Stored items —
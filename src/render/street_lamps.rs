//! Street lamps along the campus roads.
//!
//! Each lamp is a dark pole, an unlit bulb mesh and a real PointLight. All
//! lights share one intensity taken from the tunables. The lamp meshes do not
//! cast shadows.

use bevy::{pbr::NotShadowCaster, prelude::*};

use crate::tunables::TunableParams;

pub struct StreetLampsPlugin;

impl Plugin for StreetLampsPlugin {
    fn build(&self, app: &mut App) {
        app.init_resource::<LampConfig>()
            .add_systems(Startup, spawn_street_lamps)
            .add_systems(
                Update,
                apply_lamp_intensity.run_if(resource_changed::<TunableParams>),
            );
    }
}

/// Lamp bases on the ground plane (x, z), placed along the sides of the roads.
pub const LAMP_POSITIONS: [Vec2; 8] = [
    // Horizontal road
    Vec2::new(-15.0, -5.0),
    Vec2::new(2.0, -15.0),
    Vec2::new(15.0, -5.0),
    // Diagonal road
    Vec2::new(14.33, 10.0),
    Vec2::new(5.67, 15.0),
    // Vertical road
    Vec2::new(-15.0, 5.0),
    Vec2::new(-5.0, 5.0),
    Vec2::new(-15.0, 15.0),
];

#[derive(Component)]
pub struct StreetLamp;

/// The light source of a lamp.
#[derive(Component)]
pub struct LampLight;

#[derive(Resource)]
pub struct LampConfig {
    pub pole_height: f32,
    pub pole_radius_top: f32,
    pub pole_radius_bottom: f32,
    pub bulb_radius: f32,
    /// Height of the bulb and light above the lamp base.
    pub light_height: f32,
    pub light_color: Color,
    pub light_range: f32,
    /// Lumens per tunable intensity unit.
    pub lumens_per_unit: f32,
    pub shadows_enabled: bool,
}

impl Default for LampConfig {
    fn default() -> Self {
        Self {
            pole_height: 4.0,
            pole_radius_top: 0.05,
            pole_radius_bottom: 0.1,
            bulb_radius: 0.3,
            light_height: 4.2,
            light_color: Color::srgb_u8(0xff, 0xee, 0x88),
            light_range: 14.0,
            lumens_per_unit: 25_000.0,
            shadows_enabled: true,
        }
    }
}

impl LampConfig {
    /// Where the bulb and its light sit for a lamp base.
    pub fn light_position(&self, base: Vec2) -> Vec3 {
        Vec3::new(base.x, self.light_height, base.y)
    }

    pub fn intensity(&self, lamp_intensity: f32) -> f32 {
        lamp_intensity * self.lumens_per_unit
    }
}

fn spawn_street_lamps(
    mut commands: Commands,
    config: Res<LampConfig>,
    params: Res<TunableParams>,
    mut meshes: ResMut<Assets<Mesh>>,
    mut materials: ResMut<Assets<StandardMaterial>>,
) {
    let pole_material = materials.add(StandardMaterial {
        base_color: Color::srgb_u8(0x11, 0x11, 0x11),
        ..default()
    });
    let bulb_material = materials.add(StandardMaterial {
        base_color: config.light_color,
        unlit: true,
        ..default()
    });

    let pole_mesh = meshes.add(ConicalFrustum {
        radius_top: config.pole_radius_top,
        radius_bottom: config.pole_radius_bottom,
        height: config.pole_height,
    });
    let bulb_mesh = meshes.add(Sphere::new(config.bulb_radius));

    for base in LAMP_POSITIONS {
        let light_pos = config.light_position(base);

        commands.spawn((
            Mesh3d(pole_mesh.clone()),
            MeshMaterial3d(pole_material.clone()),
            Transform::from_xyz(base.x, config.pole_height / 2.0, base.y),
            NotShadowCaster,
            StreetLamp,
        ));

        commands.spawn((
            Mesh3d(bulb_mesh.clone()),
            MeshMaterial3d(bulb_material.clone()),
            Transform::from_translation(light_pos),
            NotShadowCaster,
            StreetLamp,
        ));

        commands.spawn((
            PointLight {
                color: config.light_color,
                intensity: config.intensity(params.lamp_intensity),
                range: config.light_range,
                shadows_enabled: config.shadows_enabled,
                ..default()
            },
            Transform::from_translation(light_pos),
            LampLight,
            StreetLamp,
        ));
    }

    info!("Spawned {} street lamps", LAMP_POSITIONS.len());
}

/// Every lamp gets the same intensity.
fn apply_lamp_intensity(
    params: Res<TunableParams>,
    config: Res<LampConfig>,
    mut lights: Query<&mut PointLight, With<LampLight>>,
) {
    let intensity = config.intensity(params.lamp_intensity);
    for mut light in &mut lights {
        light.intensity = intensity;
    }
}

Your goal —
Retyping every entry exactly is the whole of the task.

Result —
filename src/render/street_lamps.rs
//! Street lamps along the campus roads.
//!
//! Each lamp is a dark pole, an unlit bulb mesh and a real PointLight. All
//! lights share one intensity taken from the tunables. The lamp meshes do not
//! cast shadows.

use bevy::{pbr::NotShadowCaster, prelude::*};

use crate::tunables::TunableParams;

pub struct StreetLampsPlugin;

impl Plugin for StreetLampsPlugin {
    fn build(&self, app: &mut App) {
        app.init_resource::<LampConfig>()
            .add_systems(Startup, spawn_street_lamps)
            .add_systems(
                Update,
                apply_lamp_intensity.run_if(resource_changed::<TunableParams>),
            );
    }
}

/// Lamp bases on the ground plane (x, z), placed along the sides of the roads.
pub const LAMP_POSITIONS: [Vec2; 8] = [
    // Horizontal road
    Vec2::new(-15.0, -5.0),
    Vec2::new(2.0, -15.0),
    Vec2::new(15.0, -5.0),
    // Diagonal road
    Vec2::new(14.33, 10.0),
    Vec2::new(5.67, 15.0),
    // Vertical road
    Vec2::new(-15.0, 5.0),
    Vec2::new(-5.0, 5.0),
    Vec2::new(-15.0, 15.0),
];

#[derive(Component)]
pub struct StreetLamp;

/// The light source of a lamp.
#[derive(Component)]
pub struct LampLight;

#[derive(Resource)]
pub struct LampConfig {
    pub pole_height: f32,
    pub pole_radius_top: f32,
    pub pole_radius_bottom: f32,
    pub bulb_radius: f32,
    /// Height of the bulb and light above the lamp base.
    pub light_height: f32,
    pub light_color: Color,
    pub light_range: f32,
    /// Lumens per tunable intensity unit.
    pub lumens_per_unit: f32,
    pub shadows_enabled: bool,
}

impl Default for LampConfig {
    fn default() -> Self {
        Self {
            pole_height: 4.0,
            pole_radius_top: 0.05,
            pole_radius_bottom: 0.1,
            bulb_radius: 0.3,
            light_height: 4.2,
            light_color: Color::srgb_u8(0xff, 0xee, 0x88),
            light_range: 14.0,
            lumens_per_unit: 25_000.0,
            shadows_enabled: true,
        }
    }
}

impl LampConfig {
    /// Where the bulb and its light sit for a lamp base.
    pub fn light_position(&self, base: Vec2) -> Vec3 {
        Vec3::new(base.x, self.light_height, base.y)
    }

    pub fn intensity(&self, lamp_intensity: f32) -> f32 {
        lamp_intensity * self.lumens_per_unit
    }
}

fn spawn_street_lamps(
    mut commands: Commands,
    config: Res<LampConfig>,
    params: Res<TunableParams>,
    mut meshes: ResMut<Assets<Mesh>>,
    mut materials: ResMut<Assets<StandardMaterial>>,
) {
    let pole_material = materials.add(StandardMaterial {
        base_color: Color::srgb_u8(0x11, 0x11, 0x11),
        ..default()
    });
    let bulb_material = materials.add(StandardMaterial {
        base_color: config.light_color,
        unlit: true,
        ..default()
    });

    let pole_mesh = meshes.add(ConicalFrustum {
        radius_top: config.pole_radius_top,
        radius_bottom: config.pole_radius_bottom,
        height: config.pole_height,
    });
    let bulb_mesh = meshes.add(Sphere::new(config.bulb_radius));

    for base in LAMP_POSITIONS {
        let light_pos = config.light_position(base);

        commands.spawn((
            Mesh3d(pole_mesh.clone()),
            MeshMaterial3d(pole_material.clone()),
            Transform::from_xyz(base.x, config.pole_height / 2.0, base.y),
            NotShadowCaster,
            StreetLamp,
        ));

        commands.spawn((
            Mesh3d(bulb_mesh.clone()),
            MeshMaterial3d(bulb_material.clone()),
            Transform::from_translation(light_pos),
            NotShadowCaster,
            StreetLamp,
        ));

        commands.spawn((
            PointLight {
                color: config.light_color,
                intensity: config.intensity(params.lamp_intensity),
                range: config.light_range,
                shadows_enabled: config.shadows_enabled,
                ..default()
            },
            Transform::from_translation(light_pos),
            LampLight,
            StreetLamp,
        ));
    }

    info!("Spawned {} street lamps", LAMP_POSITIONS.len());
}

/// Every lamp gets the same intensity.
fn apply_lamp_intensity(
    params: Res<TunableParams>,
    config: Res<LampConfig>,
    mut lights: Query<&mut PointLight, With<LampLight>>,
) {
    let intensity = config.intensity(params.lamp_intensity);
    for mut light in &mut lights {
        light.intensity = intensity;
    }
}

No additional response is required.